# Southwest Chief--Chicago to LA



## MTRailFan (Oct 27, 2013)

Traveled Chicago to LA; Departing Chicago 10/22. Overall a very enjoyable trip and the Southwest Chief compared favorably to previous trips on the Coast Starlite and the Empire Builder (four times). While this won't cover every detail; here are some points I noted and one or two (OK Three) suggestions I wish AMTRAK would pay attention to if they are monitoring this site.

Walked into the Metropolitan Lounge the Afternoon on 10/22 as three different trains were in the process of departing (the Texas Eagle, the Zephyr and Empire Builder) and I have never seen such a seething mass of humanity in my life--total zoo and chaos. Eventually the confusion sorted itself it and the Southwest Chief was called. Made the long walk out to the sleepers and had discovered two track inspection cars on the back of the train and two business cars headed to a rail historian gathering in Kansas City. One of the business cars was the Caritas and it was a treat to actually see that beautiful car--pictures do not do it justice.

Left Chicago on time on a stormy fall afternoon, ran into snow a bit more than an hour our of Chicago and stayed pretty much on time all the way to Kansas City. Track ride was smooth, most (if not all) of the ride through Illinois was double track and particularly interesting was the tracks meeting and separating at Galesburg. Only disappointment was that because of time of year and weather we crossed the Mississippi at Fort Madison in total pitch black dark.

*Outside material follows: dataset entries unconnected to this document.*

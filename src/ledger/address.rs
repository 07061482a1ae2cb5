//! Base58-encoded 32-byte account addresses and block hashes.

use std::fmt;
use std::str::FromStr;

/// A ledger account address (an ed25519 public key or a program id).
#[derive(Clone, Copy, PartialEq, Eq, Hash)]
pub struct Address([u8; 32]);

impl Address {
    /// The system program, owner of every plain wallet account.
    pub const SYSTEM_PROGRAM: Address = Address([0u8; 32]);

    pub fn from_bytes(bytes: [u8; 32]) -> Self {
        Self(bytes)
    }

    pub fn as_bytes(&self) -> &[u8; 32] {
        &self.0
    }
}

impl fmt::Display for Address {
    fn fmt(&self, f: &mut fmt::Formatter<'_>) -> fmt::Result {
        f.write_str(&bs58::encode(self.0).into_string())
    }
}

impl fmt::Debug for Address {
    fn fmt(&self, f: &mut fmt::Formatter<'_>) -> fmt::Result {
        write!(f, "Address({self})")
    }
}

impl FromStr for Address {
    type Err = AddressParseError;

    fn from_str(s: &str) -> Result<Self, Self::Err> {
        decode_32(s).map(Self)
    }
}

/// Decodes a base58 string that must hold exactly 32 bytes.
pub(crate) fn decode_32(s: &str) -> Result<[u8; 32], AddressParseError> {
    let bytes = bs58::decode(s)
        .into_vec()
        .map_err(|e| AddressParseError::InvalidBase58(e.to_string()))?;
    let len = bytes.len();
    bytes
        .try_into()
        .map_err(|_| AddressParseError::InvalidLength(len))
}

/// Error parsing a base58 address or hash.
#[derive(Debug, Clone, PartialEq, Eq, thiserror::Error)]
pub enum AddressParseError {
    #[error("not valid base58: {0}")]
    InvalidBase58(String),
    #[error("expected 32 bytes, got {0}")]
    InvalidLength(usize),
}

#[cfg(test)]
mod tests {
    use super::*;

    #[test]
    fn parse_system_program() {
        let address: Address = "11111111111111111111111111111111".parse().unwrap();
        assert_eq!(address, Address::SYSTEM_PROGRAM);
        assert_eq!(address.to_string(), "11111111111111111111111111111111");
    }

    #[test]
    fn display_roundtrip() {
        let address = Address::from_bytes([7u8; 32]);
        let parsed: Address = address.to_string().parse().unwrap();
        assert_eq!(parsed, address);
    }

    #[test]
    fn reject_short_payload() {
        assert_eq!(
            "ABC123".parse::<Address>(),
            Err(AddressParseError::InvalidLength(5))
        );
    }

    #[test]
    fn reject_non_base58() {
        // '0', 'O', 'I' and 'l' are not in the base58 alphabet
        assert!(matches!(
            "0OIl".parse::<Address>(),
            Err(AddressParseError::InvalidBase58(_))
        ));
    }
}
//! Configuration management for solatran.
//!
//! This module handles loading application configuration from TOML files and
//! resolving credentials from the environment. Configuration is stored in the
//! user's config directory; the payer keypair and the processed-message database
//! live in the user's local data directory.

pub mod file;
pub mod secrets;

pub use file::{
    data_dir, default_config_path, ApiConfig, OAuthConfig, SolatranConfig, SubtitleConfig,
};
pub use secrets::{apply_env_overrides, get_api_key};
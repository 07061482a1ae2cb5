//! Display recent log entries from the application.

use anyhow::anyhow;
use std::fs;
use std::path::{Path, PathBuf};

use crate::logging::{get_log_dir, LOG_FILE_NAME};

pub const DEFAULT_LINES: usize = 50;

/// Shows the last `lines` entries of the most recent log file.
///
/// If no log file exists yet, shows an informative message.
///
/// # Errors
/// - If the log directory cannot be determined
/// - If log files cannot be read
pub fn handle_logs(lines: usize) -> Result<(), anyhow::Error> {
    let log_dir = get_log_dir()?;

    if !log_dir.exists() {
        println!("Log directory does not exist yet: {}", log_dir.display());
        println!("Logs will be created when the application runs.");
        return Ok(());
    }

    let Some(log_file) = find_latest_log(&log_dir)? else {
        println!("No log files found in: {}", log_dir.display());
        println!("Run 'solatran serve' or other commands to generate logs.");
        return Ok(());
    };

    let content =
        fs::read_to_string(&log_file).map_err(|e| anyhow!("Failed to read log file: {e}"))?;

    if content.is_empty() {
        println!("Log file is empty: {}", log_file.display());
        return Ok(());
    }

    let all_lines: Vec<&str> = content.lines().collect();
    let tail = tail(&all_lines, lines);

    if tail.len() < all_lines.len() {
        println!("Showing last {} of {} lines:", tail.len(), all_lines.len());
    } else {
        println!("Showing all {} lines:", all_lines.len());
    }
    println!("Full log file at: {}", log_file.display());
    println!();

    for line in tail {
        println!("{line}");
    }

    Ok(())
}

fn tail<'a, 'b>(lines: &'b [&'a str], count: usize) -> &'b [&'a str] {
    &lines[lines.len().saturating_sub(count)..]
}

/// Finds the most recently modified log file in the directory.
fn find_latest_log(log_dir: &Path) -> Result<Option<PathBuf>, anyhow::Error> {
    let entries =
        fs::read_dir(log_dir).map_err(|e| anyhow!("Failed to read log directory: {e}"))?;

    let mut latest_file: Option<(PathBuf, std::time::SystemTime)> = None;

    for entry in entries {
        let entry = entry.map_err(|e| anyhow!("Failed to read directory entry: {e}"))?;
        let path = entry.path();

        if !path
            .file_name()
            .and_then(|n| n.to_str())
            .is_some_and(|n| n.starts_with(LOG_FILE_NAME))
        {
            continue;
        }

        let Ok(modified) = fs::metadata(&path).and_then(|metadata| metadata.modified()) else {
            continue;
        };
        if latest_file
            .as_ref()
            .map_or(true, |(_, latest)| modified > *latest)
        {
            latest_file = Some((path, modified));
        }
    }

    Ok(latest_file.map(|(path, _)| path))
}
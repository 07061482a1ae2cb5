//! Application command handlers for solatran.
//!
//! # Commands
//! - `serve`: OAuth login server with the transfer dispatcher
//! - `keygen`: Generate the payer keypair
//! - `balance`: Show the ledger balance of the payer or any address
//! - `subtitle`: Transcribe an audio/video file into SRT subtitles
//! - `config`: Open configuration file in user's preferred editor
//! - `logs`: Display recent log entries

pub mod balance;
pub mod config;
pub mod keygen;
pub mod logs;
pub mod serve;
pub mod subtitle;

pub use balance::handle_balance;
pub use config::handle_config;
pub use keygen::handle_keygen;
pub use logs::handle_logs;
pub use serve::handle_serve;
pub use subtitle::handle_subtitle;
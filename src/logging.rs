//! Structured logging for solatran using the tracing crate.
//!
//! Configures a rolling file logger that writes to daily-rotated log files.
//! Follows the XDG Base Directory Specification for log file placement.
//! The long-running `serve` command additionally mirrors events to stderr.
//! Automatically cleans up old log files, keeping only the 7 most recent days.

use std::fs;
use std::path::{Path, PathBuf};
use std::sync::OnceLock;
use tracing_appender::rolling;
use tracing_subscriber::prelude::*;

/// Base name of the rolling log files (`solatran.log.YYYY-MM-DD`).
pub const LOG_FILE_NAME: &str = "solatran.log";

/// Global non-blocking guard holder to keep the appender alive for the program lifetime.
static APPENDER_GUARD: OnceLock<tracing_appender::non_blocking::WorkerGuard> = OnceLock::new();

/// Initializes the logging system with file-based output.
///
/// Sets up a non-blocking rolling file appender that rotates daily.
/// Log level is controlled by the RUST_LOG environment variable (defaults to "info").
///
/// # Errors
/// - If the log directory cannot be determined or created
/// - If the subscriber initialization fails
pub fn init_logging(console: bool) -> Result<(), anyhow::Error> {
    let log_dir = get_log_dir()?;
    std::fs::create_dir_all(&log_dir)?;

    if let Err(e) = cleanup_old_logs(&log_dir) {
        eprintln!("Warning: Failed to cleanup old logs: {}", e);
    }

    let file_appender = rolling::daily(&log_dir, LOG_FILE_NAME);
    let (non_blocking, guard) = tracing_appender::non_blocking(file_appender);

    APPENDER_GUARD
        .set(guard)
        .map_err(|_| anyhow::anyhow!("Logging already initialized"))?;

    let env_filter = tracing_subscriber::EnvFilter::try_from_default_env()
        .unwrap_or_else(|_| tracing_subscriber::EnvFilter::new("info"));

    let console_layer = console.then(|| {
        tracing_subscriber::fmt::layer()
            .with_writer(std::io::stderr)
            .with_target(false)
    });

    tracing_subscriber::registry()
        .with(env_filter)
        .with(
            tracing_subscriber::fmt::layer()
                .with_writer(non_blocking)
                .with_target(true)
                .with_level(true)
                .with_thread_ids(true)
                .with_ansi(false),
        )
        .with(console_layer)
        .try_init()
        .map_err(|e| anyhow::anyhow!("Failed to initialize logging: {e}"))?;

    tracing::debug!("Logging initialized. Log file: {}", log_dir.display());
    Ok(())
}

/// Determines the log directory, following XDG Base Directory Specification.
///
/// Prefers XDG_STATE_HOME if set, otherwise uses ~/.local/state/solatran.
///
/// # Errors
/// - If home directory cannot be determined
pub fn get_log_dir() -> Result<PathBuf, anyhow::Error> {
    let log_dir = if let Ok(xdg_state) = std::env::var("XDG_STATE_HOME") {
        PathBuf::from(xdg_state).join("solatran")
    } else {
        let home = dirs::home_dir()
            .ok_or_else(|| anyhow::anyhow!("Could not determine home directory"))?;
        home.join(".local/state/solatran")
    };

    Ok(log_dir)
}

/// Returns true for rotated files named `solatran.log.YYYY-MM-DD`.
fn is_rotated_log(file_name: &str) -> bool {
    file_name
        .strip_prefix("solatran.log.")
        .is_some_and(|date| date.matches('-').count() == 2)
}

/// Cleans up old log files, keeping only the 7 most recent days.
///
/// # Errors
/// - If the log directory cannot be read
fn cleanup_old_logs(log_dir: &Path) -> Result<(), anyhow::Error> {
    const MAX_LOG_FILES: usize = 7;

    let mut log_files: Vec<_> = fs::read_dir(log_dir)?
        .filter_map(|entry| {
            let entry = entry.ok()?;
            let path = entry.path();
            let file_name = path.file_name()?.to_string_lossy().to_string();

            if is_rotated_log(&file_name) {
                let modified = fs::metadata(&path).ok()?.modified().ok()?;
                Some((path, modified))
            } else {
                None
            }
        })
        .collect();

    // Newest first
    log_files.sort_by(|a, b| b.1.cmp(&a.1));

    for (path, _) in log_files.iter().skip(MAX_LOG_FILES) {
        if let Err(e) = fs::remove_file(path) {
            tracing::warn!("Failed to delete old log file {}: {}", path.display(), e);
        }
    }

    Ok(())
}
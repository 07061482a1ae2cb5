//! Social-media API access: fetching mentions of the bot and posting replies.

pub mod client;

use async_trait::async_trait;
use serde::Deserialize;

use crate::oauth::AccessToken;

pub use client::HttpSocialApi;

/// One inbound message addressed to the bot.
#[derive(Debug, Clone, Default, PartialEq, Eq, Deserialize)]
pub struct Message {
    /// Absent only on the synthetic message that reports a failed fetch
    #[serde(default)]
    pub id: Option<String>,
    #[serde(default)]
    pub text: String,
    #[serde(default)]
    pub author_id: Option<String>,
    #[serde(default)]
    pub created_at: Option<String>,
}

impl Message {
    /// A placeholder message carrying a fetch error, so that the dispatcher
    /// always has something to report.
    pub fn synthetic(text: impl Into<String>) -> Self {
        Self {
            text: text.into(),
            ..Self::default()
        }
    }
}

/// Error posting a reply; the transfer it refers to still stands.
#[derive(Debug, thiserror::Error)]
pub enum ReplyError {
    #[error("reply request failed: {0}")]
    Network(String),
    #[error("reply rejected with HTTP {status}: {body}")]
    Status { status: u16, body: String },
}

/// The subset of the social API the dispatcher needs.
#[async_trait]
pub trait SocialApi: Send + Sync {
    /// Recent messages addressed to the bot, in the order the API returns them.
    ///
    /// Never fails: a fetch error becomes a single synthetic message.
    async fn recent_mentions(&self, token: &AccessToken) -> Vec<Message>;

    /// Posts `text` as a reply to message `in_reply_to_id`.
    async fn post_reply(
        &self,
        token: &AccessToken,
        in_reply_to_id: &str,
        text: &str,
    ) -> Result<(), ReplyError>;
}
//! Runs the OAuth login server and the transfer dispatcher.

use std::sync::Arc;
use std::time::Duration;

use crate::config::{data_dir, SolatranConfig};
use crate::dispatch::{Dispatcher, ProcessedMessages};
use crate::ledger::{Keypair, RpcLedgerClient};
use crate::oauth::{MemorySessionStore, TokenClient};
use crate::server::{self, AppState};
use crate::social::HttpSocialApi;

/// Starts the HTTP server on `server.bind`.
///
/// A missing or unreadable payer keypair does not stop the server; transfers are
/// disabled and every callback says so.
///
/// # Errors
/// - If the OAuth client id or redirect URI is not configured
/// - If the HTTP client or processed-message database cannot be set up
/// - If the listen address cannot be bound
pub async fn handle_serve(config: &SolatranConfig) -> anyhow::Result<()> {
    if config.oauth.client_id.trim().is_empty() {
        return Err(anyhow::anyhow!(
            "No OAuth client id configured. Set oauth.client_id in the config file or SOLATRAN_CLIENT_ID."
        ));
    }
    if config.oauth.redirect_uri.trim().is_empty() {
        return Err(anyhow::anyhow!(
            "No OAuth redirect URI configured. Set oauth.redirect_uri or SOLATRAN_REDIRECT_URI."
        ));
    }

    let client = reqwest::Client::builder()
        .timeout(Duration::from_secs(config.http.timeout_secs))
        .build()?;

    let payer = load_payer(config);
    let processed = ProcessedMessages::open(&data_dir()?)?;
    let dispatcher = Dispatcher::new(
        Arc::new(HttpSocialApi::new(client.clone(), &config.api)),
        Arc::new(RpcLedgerClient::new(client.clone(), config.ledger.rpc_url.clone())),
        payer,
        processed,
        config.api.command_prefix.clone(),
    );
    if !dispatcher.is_enabled() {
        eprintln!("Warning: no payer keypair loaded, transfers are disabled (see 'solatran logs').");
    }

    let state = AppState {
        oauth: Arc::new(config.oauth.clone()),
        sessions: Arc::new(MemorySessionStore::new(Duration::from_secs(
            config.server.session_ttl_secs,
        ))),
        token_client: TokenClient::new(client, &config.oauth),
        dispatcher: Arc::new(dispatcher),
        secure_cookie: config.server.secure_cookie,
    };

    server::serve(&config.server.bind, state).await
}

fn load_payer(config: &SolatranConfig) -> Option<Keypair> {
    let path = match config.ledger.resolved_keypair_path() {
        Ok(path) => path,
        Err(e) => {
            tracing::error!("Transfers disabled: {e}");
            return None;
        }
    };

    match Keypair::load(&path) {
        Ok(keypair) => {
            tracing::info!("Payer address: {}", keypair.address());
            Some(keypair)
        }
        Err(e) => {
            tracing::error!(
                "Transfers disabled: {e}. Run 'solatran keygen' or set SOLATRAN_KEYPAIR."
            );
            None
        }
    }
}
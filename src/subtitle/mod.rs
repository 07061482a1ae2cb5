//! Subtitle generation: audio or video in, SubRip file out.
//!
//! Video files are reduced to a mono 16 kHz mp3 with ffmpeg, uploaded to a
//! hosted Whisper model, and the returned segments are written as `.srt` cues.

pub mod api;
pub mod ffmpeg;
pub mod model;
pub mod srt;

use anyhow::anyhow;
use std::path::{Path, PathBuf};

pub use api::Transcriber;
pub use model::SubtitleModel;

/// Temporary audio extracted from a video; removed on drop.
struct ExtractedAudio(PathBuf);

impl Drop for ExtractedAudio {
    fn drop(&mut self) {
        if let Err(e) = std::fs::remove_file(&self.0) {
            tracing::debug!("Could not remove {}: {e}", self.0.display());
        }
    }
}

fn extracted_audio_path() -> PathBuf {
    std::env::temp_dir().join(format!("solatran-{}.mp3", std::process::id()))
}

/// Default output path: the input with an `.srt` extension.
pub fn default_output_path(input: &Path) -> PathBuf {
    input.with_extension("srt")
}

/// Transcribes `input` and writes subtitles to `output`.
///
/// Returns the number of segments written.
///
/// # Errors
/// - If `input` does not exist
/// - If audio extraction or transcription fails
/// - If the subtitle file cannot be written
pub async fn generate(
    transcriber: &Transcriber,
    input: &Path,
    output: &Path,
) -> anyhow::Result<usize> {
    if !input.is_file() {
        return Err(anyhow!("Input file not found: {}", input.display()));
    }

    let _extracted;
    let audio_path = if ffmpeg::is_audio(input) {
        input.to_path_buf()
    } else {
        let path = extracted_audio_path();
        // Armed before ffmpeg runs so a partial file is removed on failure too
        _extracted = ExtractedAudio(path.clone());
        ffmpeg::extract_audio(input, &path).await?;
        path
    };

    tracing::info!(
        "Transcribing {} with {}",
        audio_path.display(),
        transcriber.model().description()
    );
    let transcription = transcriber.transcribe(&audio_path).await?;

    if let Some(language) = &transcription.language {
        tracing::debug!("Detected language: {language}");
    }
    if transcription.segments.is_empty() {
        tracing::warn!("No speech segments returned for {}", input.display());
    }

    srt::write_srt(output, &transcription.segments)?;
    tracing::info!(
        "Wrote {} segment(s) to {}",
        transcription.segments.len(),
        output.display()
    );
    Ok(transcription.segments.len())
}
//! JSON-RPC ledger client.
//!
//! Speaks the three methods the bot needs: `getBalance`, `getLatestBlockhash`
//! and `sendTransaction` (base64 wire encoding).

use async_trait::async_trait;
use base64::Engine as _;
use serde::de::DeserializeOwned;
use serde::Deserialize;
use serde_json::json;

use super::address::Address;
use super::keypair::Keypair;
use super::transaction::{sign_transfer, Blockhash};
use super::{LedgerClient, LedgerError, Signature, TransferError};

#[derive(Debug, Deserialize)]
struct RpcResponse<T> {
    result: Option<T>,
    error: Option<RpcErrorObject>,
}

#[derive(Debug, Deserialize)]
struct RpcErrorObject {
    code: i64,
    message: String,
}

/// `{"context": {...}, "value": ...}` wrapper used by most read methods.
#[derive(Debug, Deserialize)]
struct WithContext<T> {
    value: T,
}

#[derive(Debug, Deserialize)]
#[serde(rename_all = "camelCase")]
struct LatestBlockhash {
    blockhash: String,
}

/// Ledger client backed by an HTTP JSON-RPC endpoint.
#[derive(Debug, Clone)]
pub struct RpcLedgerClient {
    client: reqwest::Client,
    rpc_url: String,
}

impl RpcLedgerClient {
    /// Creates a client; `client` should carry the configured timeout.
    pub fn new(client: reqwest::Client, rpc_url: impl Into<String>) -> Self {
        Self {
            client,
            rpc_url: rpc_url.into(),
        }
    }

    async fn call<T: DeserializeOwned>(
        &self,
        method: &str,
        params: serde_json::Value,
    ) -> Result<T, LedgerError> {
        let body = json!({
            "jsonrpc": "2.0",
            "id": 1,
            "method": method,
            "params": params,
        });

        tracing::debug!("Ledger RPC call: {} {}", self.rpc_url, method);

        let response = self
            .client
            .post(&self.rpc_url)
            .json(&body)
            .send()
            .await
            .map_err(|e| {
                let detail = if e.is_connect() {
                    format!("failed to connect to {}", self.rpc_url)
                } else if e.is_timeout() {
                    format!("{method} timed out")
                } else {
                    e.to_string()
                };
                LedgerError::Network(detail)
            })?;

        let status = response.status();
        if !status.is_success() {
            let body = response
                .text()
                .await
                .unwrap_or_else(|_| "Unknown error".to_string());
            return Err(LedgerError::Status {
                status: status.as_u16(),
                body,
            });
        }

        let rpc_response: RpcResponse<T> = response
            .json()
            .await
            .map_err(|e| LedgerError::MalformedResponse(format!("{method}: {e}")))?;

        if let Some(error) = rpc_response.error {
            return Err(LedgerError::Rpc {
                code: error.code,
                message: error.message,
            });
        }

        rpc_response
            .result
            .ok_or_else(|| LedgerError::MalformedResponse(format!("{method}: missing result")))
    }

    async fn latest_blockhash(&self) -> Result<Blockhash, LedgerError> {
        let latest: WithContext<LatestBlockhash> = self
            .call("getLatestBlockhash", json!([{ "commitment": "finalized" }]))
            .await?;
        latest
            .value
            .blockhash
            .parse()
            .map_err(|e| LedgerError::MalformedResponse(format!("blockhash: {e}")))
    }
}

#[async_trait]
impl LedgerClient for RpcLedgerClient {
    async fn balance(&self, address: &Address) -> Result<u64, LedgerError> {
        let balance: WithContext<u64> = self
            .call("getBalance", json!([address.to_string()]))
            .await?;
        Ok(balance.value)
    }

    async fn transfer(
        &self,
        payer: &Keypair,
        recipient: &Address,
        lamports: u64,
    ) -> Result<Signature, TransferError> {
        let blockhash = self
            .latest_blockhash()
            .await
            .map_err(TransferError::NotSubmitted)?;
        let signed = sign_transfer(payer, recipient, lamports, &blockhash);
        let encoded = base64::engine::general_purpose::STANDARD.encode(&signed.wire);

        let returned: String = self
            .call(
                "sendTransaction",
                json!([encoded, { "encoding": "base64" }]),
            )
            .await
            .map_err(|e| match e {
                // A JSON-RPC error object means preflight rejected the transaction
                LedgerError::Rpc { .. } => TransferError::NotSubmitted(e),
                other => {
                    tracing::warn!(
                        "Outcome of transaction {} unknown: {}",
                        signed.signature,
                        other
                    );
                    TransferError::Unconfirmed {
                        signature: signed.signature,
                        source: other,
                    }
                }
            })?;

        if returned != signed.signature.to_string() {
            tracing::warn!(
                "Ledger acknowledged signature {} for transaction {}",
                returned,
                signed.signature
            );
        }

        tracing::info!(
            "Submitted transfer of {} lamports to {}: {}",
            lamports,
            recipient,
            signed.signature
        );
        Ok(signed.signature)
    }
}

Sleeping car attendant was Paul; very capable but not one to hang out and chat with the passengers (which is fine with me). However you could always find him, the car was kept in perfect order, bathrooms were kept clean and what more can one ask (or want).

A word about the dining car & staff and food. The staff was absolutely the best I have experienced on AMTRAK--without a doubt: efficient, pleasant to everybody at every meal and accommodating. Apparently Chicago had loaded the car with food for one menu but provided the wrong menus. Therefore the wait staff had to essentially give you a verbal menu at every meal. This is the type of foul-up that can put the average crew in a foul mood and put service into a tail spin. This crew handled it well.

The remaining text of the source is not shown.